# Took this out of a house today



## Ink&Brass (Nov 6, 2013)

This showed up on my FB a couple hours ago. Good stuff


----------



## Expediter (Mar 12, 2014)

Thief! 

Someone spent a lot of time getting those curls like that.


----------



## Edrick (Jun 6, 2010)

Hey it worked


----------



## The_Modifier (Oct 24, 2009)

Doesn't anyone know how to do a proper westinghouse connection anymore?:laughing:


----------



## Black Dog (Oct 16, 2011)

electures said:


> View attachment 39820
> 
> 
> View attachment 39821


What a rip off that switch was....:laughing:


----------



## 480sparky (Sep 20, 2007)

I wanna know what color the box was.


----------



## backstay (Feb 3, 2011)

It didn't burn the house down, did it.


----------



## Black Dog (Oct 16, 2011)

480sparky said:


> I wanna know what color the box was.


:jester:




















:laughing:


----------



## electures (Oct 23, 2008)

480sparky said:


> I wanna know what color the box was.


Blue carlon.


----------



## electures (Oct 23, 2008)

backstay said:


> It didn't burn the house down, did it.


No. Thank god. My friend is selling the house. Lived there for close to 25 years. Bought it from the trunk slammer who did his own work. I'm so glad she sold it.


----------



## electures (Oct 23, 2008)

Ink&Brass said:


> This showed up on my FB a couple hours ago. Good stuff


I posted it on Electricians only.


----------



## Southeast Power (Jan 18, 2009)

You saved the day!
Looks like maybe it worked just fine for 30+ years.


----------



## 8V71 (Dec 23, 2011)

I'm not seeing what's wrong. :blink: Price tag left on? Side screws not screwed in?


----------



## Big John (May 23, 2010)

8V71 said:


> I'm not seeing what's wrong. :blink: Price tag left on? Side screws not screwed in?

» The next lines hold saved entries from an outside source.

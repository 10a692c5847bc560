//! Field classification.
//!
//! Turns each [`ParsedField`] of a struct into a [`FieldInfo`]: the column it
//! maps to, the Rust types the generated methods accept, and a
//! [`FieldCategory`] that decides which methods exist. Resolution goes
//! through the file's [`TypeInfo`], so `type Email = String;`, tuple newtypes
//! and unit enums are classified by what they are, not by how they are
//! spelled.
//!
//! Fields that cannot be classified are dropped without error.
//!
//! # Type Mappings
//!
//! | Declared type | Category |
//! |---------------|----------|
//! | `String`, `Cow<str>` | [`FieldCategory::String`] |
//! | `i32`, `u64`, `f64`, `Decimal`, .. | [`FieldCategory::Numeric`] |
//! | `bool` | [`FieldCategory::Bool`] |
//! | `char`, `Uuid`, unit enums | [`FieldCategory::Scalar`] |
//! | `DateTime<Tz>`, `NaiveDate`, `SystemTime`, .. | [`FieldCategory::Time`] |
//! | `Option<T>` | [`FieldCategory::Nullable`] |
//! | `Vec<T>` | [`FieldCategory::Slice`] |
//! | annotated struct | [`FieldCategory::Association`] |

use crate::methods::str_literal;
use crate::naming::{strip_raw_prefix, to_screaming_snake_case, to_snake_case};
use crate::parser::{ParsedField, ParsedStruct};
use crate::types::{LocalType, TypeInfo, TypeRef};
use serde::ser::SerializeStruct;
use serde::{Serialize, Serializer};
use std::collections::HashSet;
use std::fmt;

/// Alias chains longer than this are treated as unresolvable.
const MAX_RESOLVE_DEPTH: usize = 16;

const NUMERIC_TYPES: &[&str] = &[
    "i8", "i16", "i32", "i64", "i128", "isize", "u8", "u16", "u32", "u64", "u128", "usize", "f32",
    "f64", "Decimal", "BigDecimal",
];

const TIME_TYPES: &[&str] = &[
    "DateTime",
    "NaiveDateTime",
    "NaiveDate",
    "NaiveTime",
    "OffsetDateTime",
    "PrimitiveDateTime",
    "SystemTime",
    "Date",
    "Time",
    "Timestamp",
];

const SCALAR_TYPES: &[&str] = &["char", "Uuid", "Ulid"];

/// Semantic bucket of a field's type.
#[derive(Debug, Clone, PartialEq, Eq, Hash)]
pub enum FieldCategory {
    /// Comparable values without an ordering worth filtering on.
    Scalar,
    String,
    Numeric,
    Bool,
    Time,
    /// `Option<T>`.
    Nullable(Box<FieldCategory>),
    /// `Vec<T>`.
    Slice(Box<FieldCategory>),
    /// Reference to another annotated struct.
    Association { target: String },
}

impl FieldCategory {
    /// Wrap in [`FieldCategory::Nullable`], collapsing `Option<Option<T>>`.
    fn nullable(inner: FieldCategory) -> Self {
        match inner {
            FieldCategory::Nullable(_) => inner,
            other => FieldCategory::Nullable(Box::new(other)),
        }
    }

    pub fn is_nullable(&self) -> bool {
        matches!(self, FieldCategory::Nullable(_))
    }

    pub fn is_slice(&self) -> bool {
        match self {
            FieldCategory::Slice(_) => true,
            FieldCategory::Nullable(inner) => inner.is_slice(),
            _ => false,
        }
    }

    /// The associated struct, through any `Option`/`Vec` wrapping.
    pub fn association_target(&self) -> Option<&str> {
        match self {
            FieldCategory::Association { target } => Some(target.as_str()),
            FieldCategory::Nullable(inner) | FieldCategory::Slice(inner) => {
                inner.association_target()
            }
            _ => None,
        }
    }
}

impl fmt::Display for FieldCategory {
    fn fmt(&self, f: &mut fmt::Formatter<'_>) -> fmt::Result {
        match self {
            FieldCategory::Scalar => write!(f, "scalar"),
            FieldCategory::String => write!(f, "string"),
            FieldCategory::Numeric => write!(f, "numeric"),
            FieldCategory::Bool => write!(f, "bool"),
            FieldCategory::Time => write!(f, "time"),
            FieldCategory::Nullable(inner) => write!(f, "nullable<{inner}>"),
            FieldCategory::Slice(inner) => write!(f, "slice<{inner}>"),
            FieldCategory::Association { target } => write!(f, "association<{target}>"),
        }
    }
}

/// Semantic descriptor of one usable field.
#[derive(Debug, Clone, PartialEq, Eq)]
pub struct FieldInfo {
    /// Field name without any `r#` prefix.
    pub name: String,

    /// Database column; `None` for associations, which have no column.
    pub column: Option<String>,

    /// The declared type, spelled as in the source.
    pub rust_type: String,

    /// The type filter arguments take: the declared type with `Option`
    /// (and smart-pointer) wrapping removed.
    pub value_type: String,

    pub category: FieldCategory,

    /// Struct this field was inlined from with `qs(embed)`.
    pub embedded_from: Option<String>,
}

impl FieldInfo {
    /// snake_case stem used to build method names.
    pub fn method_stem(&self) -> String {
        to_snake_case(&self.name)
    }

    /// Name of the column constant in the generated schema type.
    pub fn const_name(&self) -> String {
        to_screaming_snake_case(&self.name)
    }
}

impl Serialize for FieldInfo {
    fn serialize<S: Serializer>(&self, serializer: S) -> Result<S::Ok, S::Error> {
        let mut s = serializer.serialize_struct("FieldInfo", 11)?;
        s.serialize_field("name", &self.name)?;
        s.serialize_field("column", &self.column)?;
        s.serialize_field("column_literal", &self.column.as_deref().map(str_literal))?;
        s.serialize_field("const_name", &self.const_name())?;
        s.serialize_field("rust_type", &self.rust_type)?;
        s.serialize_field("value_type", &self.value_type)?;
        s.serialize_field("category", &self.category.to_string())?;
        s.serialize_field("nullable", &self.category.is_nullable())?;
        s.serialize_field("slice", &self.category.is_slice())?;
        s.serialize_field("association", &self.category.association_target())?;
        s.serialize_field("embedded_from", &self.embedded_from)?;
        s.end()
    }
}

/// Outcome of resolving one declared type.
#[derive(Debug, Clone, PartialEq, Eq)]
pub struct Classified {
    pub category: FieldCategory,
    pub value_type: TypeRef,
}

/// Classifies fields against one file's type information.
pub struct InfoGenerator<'a> {
    types: &'a TypeInfo,
}

impl<'a> InfoGenerator<'a> {
    pub fn new(types: &'a TypeInfo) -> Self {
        Self { types }
    }

    /// Describe one field.
    ///
    /// Returns `None` when the field is skipped. An embedded field yields the
    /// descriptors of the embedded struct's fields.
    pub fn gen_field_info(&self, field: &ParsedField) -> Option<Vec<FieldInfo>> {
        let mut embedding = HashSet::new();
        self.gen_field_info_inner(field, None, &mut embedding)
    }

    fn gen_field_info_inner(
        &self,
        field: &ParsedField,
        embedded_from: Option<&str>,
        embedding: &mut HashSet<String>,
    ) -> Option<Vec<FieldInfo>> {
        if field.attrs.skip {
            tracing::debug!(field = %field.name, "skipping field marked qs(skip)");
            return None;
        }
        if !field.is_public {
            tracing::debug!(field = %field.name, "skipping private field");
            return None;
        }
        if field.attrs.embed {
            return self.gen_embedded(field, embedding);
        }

        let Some(classified) = self.classify(&field.ty) else {
            tracing::debug!(
                field = %field.name,
                ty = %field.ty,
                "skipping field of unsupported type"
            );
            return None;
        };

        let name = strip_raw_prefix(&field.name).to_string();
        let column = match classified.category.association_target() {
            Some(_) => None,
            None => Some(
                field
                    .attrs
                    .column
                    .clone()
                    .unwrap_or_else(|| to_snake_case(&name)),
            ),
        };

        Some(vec![FieldInfo {
            name,
            column,
            rust_type: field.ty.to_string(),
            value_type: classified.value_type.to_string(),
            category: classified.category,
            embedded_from: embedded_from.map(str::to_string),
        }])
    }

    fn gen_embedded(
        &self,
        field: &ParsedField,
        embedding: &mut HashSet<String>,
    ) -> Option<Vec<FieldInfo>> {
        let target = field.ty.local_name()?;
        let Some(LocalType::Struct(shape)) = self.types.lookup(target) else {
            tracing::debug!(field = %field.name, ty = %field.ty, "embedded type is not a local struct");
            return None;
        };
        if !embedding.insert(target.to_string()) {
            tracing::debug!(field = %field.name, ty = %target, "skipping recursive embedding");
            return None;
        }

        let infos = shape
            .fields
            .iter()
            .filter_map(|f| self.gen_field_info_inner(f, Some(target), embedding))
            .flatten()
            .collect();

        embedding.remove(target);
        Some(infos)
    }

    /// Resolve a declared type to its category.
    pub fn classify(&self, ty: &TypeRef) -> Option<Classified> {
        self.classify_at(ty, 0)
    }

    fn classify_at(&self, ty: &TypeRef, depth: usize) -> Option<Classified> {
        if depth > MAX_RESOLVE_DEPTH {
            return None;
        }

        if let Some(name) = ty.local_name() {
            if let Some(local) = self.types.lookup(name) {
                return self.classify_local(ty, name, local, depth);
            }
        }

        let ident = ty.last_ident()?;
        let same = |category| {
            Some(Classified {
                category,
                value_type: ty.clone(),
            })
        };

        match ident {
            "Option" => {
                let inner = self.classify_at(ty.first_arg()?, depth + 1)?;
                Some(Classified {
                    category: FieldCategory::nullable(inner.category),
                    value_type: inner.value_type,
                })
            }
            "Vec" => {
                let inner = self.classify_at(ty.first_arg()?, depth + 1)?;
                same(FieldCategory::Slice(Box::new(inner.category)))
            }
            "Box" | "Rc" | "Arc" => self.classify_at(ty.first_arg()?, depth + 1),
            "Cow" => match ty.first_arg()?.last_ident()? {
                "str" | "String" => same(FieldCategory::String),
                _ => None,
            },
            "String" => same(FieldCategory::String),
            "str" => Some(Classified {
                category: FieldCategory::String,
                value_type: TypeRef::path("String"),
            }),
            "bool" => same(FieldCategory::Bool),
            _ if NUMERIC_TYPES.contains(&ident) => same(FieldCategory::Numeric),
            _ if TIME_TYPES.contains(&ident) => same(FieldCategory::Time),
            _ if SCALAR_TYPES.contains(&ident) => same(FieldCategory::Scalar),
            _ => None,
        }
    }

    fn classify_local(
        &self,
        ty: &TypeRef,
        name: &str,
        local: LocalType<'_>,
        depth: usize,
    ) -> Option<Classified> {
        match local {
            LocalType::Alias(target) => {
                let resolved = self.classify_at(target, depth + 1)?;
                // Keep the alias name unless resolution peeled a wrapper off.
                let value_type = if resolved.value_type == *target {
                    ty.clone()
                } else {
                    resolved.value_type
                };
                Some(Classified {
                    category: resolved.category,
                    value_type,
                })
            }
            LocalType::Newtype(inner) => {
                let resolved = self.classify_at(inner, depth + 1)?;
                match resolved.category {
                    FieldCategory::Nullable(_)
                    | FieldCategory::Slice(_)
                    | FieldCategory::Association { .. } => None,
                    category => Some(Classified {
                        category,
                        value_type: ty.clone(),
                    }),
                }
            }
            LocalType::UnitEnum => Some(Classified {
                category: FieldCategory::Scalar,
                value_type: ty.clone(),
            }),
            LocalType::DataEnum => None,
            LocalType::Struct(shape) if shape.annotated => Some(Classified {
                category: FieldCategory::Association {
                    target: name.to_string(),
                },
                value_type: ty.clone(),
            }),
            LocalType::Struct(_) => None,
        }
    }
}

/// Describe every usable field of a struct, in declaration order.
///
/// Fields whose snake_case stems collide (`fooBar` and `foo_bar`, or a name
/// brought in again by embedding) would produce the same method names and
/// schema constant; the first occurrence wins.
pub fn gen_struct_field_infos(s: &ParsedStruct, types: &TypeInfo) -> Vec<FieldInfo> {
    let generator = InfoGenerator::new(types);
    let mut seen = HashSet::new();
    let mut infos = Vec::new();

    for info in s
        .fields
        .iter()
        .filter_map(|f| generator.gen_field_info(f))
        .flatten()
    {
        if seen.insert(info.method_stem()) {
            infos.push(info);
        } else {
            tracing::warn!(
                struct_name = %s.type_name,
                field = %info.name,
                stem = %info.method_stem(),
                "field name collides with an earlier field, keeping the first"
            );
        }
    }

    infos
}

 Seriously?! Look at the upper right hand screw hole on the yoke. It has a spot of rust on it! How could you miss that!?


----------



## 8V71 (Dec 23, 2011)

Big John said:


> Seriously?! Look at the upper right hand screw hole on the yoke. It has a spot of rust on it! How could you miss that!?


Daaammn...these old eyes ain't what they used to be. :shifty:


----------



## electures (Oct 23, 2008)

The_Modifier said:


> Doesn't anyone know how to do a proper westinghouse connection anymore?:laughing:


Believe it or not, I teach my first year students how to do western unions, tee tap, pigtail and fixture splices.


----------



## Somewhere_401 (Apr 7, 2014)

electures said:


> View attachment 39820
> 
> 
> View attachment 39821


--

Some people have interesting ideas of what will work.

Did it work-- Yes
Is it right -- No
Would someone find it without taking the cover off -- Unlikely
What is behind the walls -- 
I am still amazed when I find old Canadian Tire stickers or Home Hardware stickers on switches or boxes. Really. Why would a real electrician buy this at CDN Tire? Unless they wanted the CDN Tire "money":no:

Good thing you are taking care of it. I would be interested to see what else you find. I am sure there is more... There is always more...


----------



## electures (Oct 23, 2008)

Somewhere_401 said:


> --
> 
> Some people have interesting ideas of what will work.
> 
> ...


I only took care of what was visible. She is selling the house. Buyer beware.


----------



## gnuuser (Jan 13, 2013)

electures said:


> View attachment 39820
> 
> 
> View attachment 39821


 :bangin:

twisted splices with screws not even used, uncapped neutral:lol:
worked? yes,
sloppy? hell yes,
hack? damn dude!
i agree buyer beware


----------



## azsparky (Nov 3, 2008)

*ALWAYS more*

I am sure there is more... There is always more...[/QUOTE] :laughing:

I think the iceberg theory applies here. Here we have a photo of the tip...Is the house located on Titanic Street by chance?


----------



## btharmy (Jan 17, 2009)

He called an electrician first. They wanted $235 to install a new switch for some lighting. He showed them, did it himself and it only cost him $1.29. What a bargain!


----------



## bull mike (Nov 4, 2014)

Well of course they did it themselves had a copy of an ORANGE book . I think it is $15


----------



## Jirishno1 (Feb 6, 2014)

It had be harder to rig that than do it the right way! Unbelievable!


----------



## bull mike (Nov 4, 2014)

Oh you know it was HARDER . I've tried to duplicate that stuff & it is a lot harder than doing the right way


----------



## pjholguin (May 16, 2014)

Where is "Electricians only"?

Patrick



electures said:


> I posted it on Electricians only.


----------



## pjholguin (May 16, 2014)

Never heard of a westinghouse connection, I know how to do a "Western Union splice". It was the first splice I was taught in my apprenticeship.

Patrick




The_Modifier said:


> Doesn't anyone know how to do a proper westinghouse connection anymore?:laughing:


----------



## Big Pickles (Oct 25, 2014)

pjholguin said:


> Where is "Electricians only"?
> 
> Patrick


A facebook group


----------



## Meadow (Jan 14, 2011)

electures said:


> View attachment 39820
> 
> 
> View attachment 39821


 
HEY! I took pride in that :laughing:








:jester::jester::jester::jester:


----------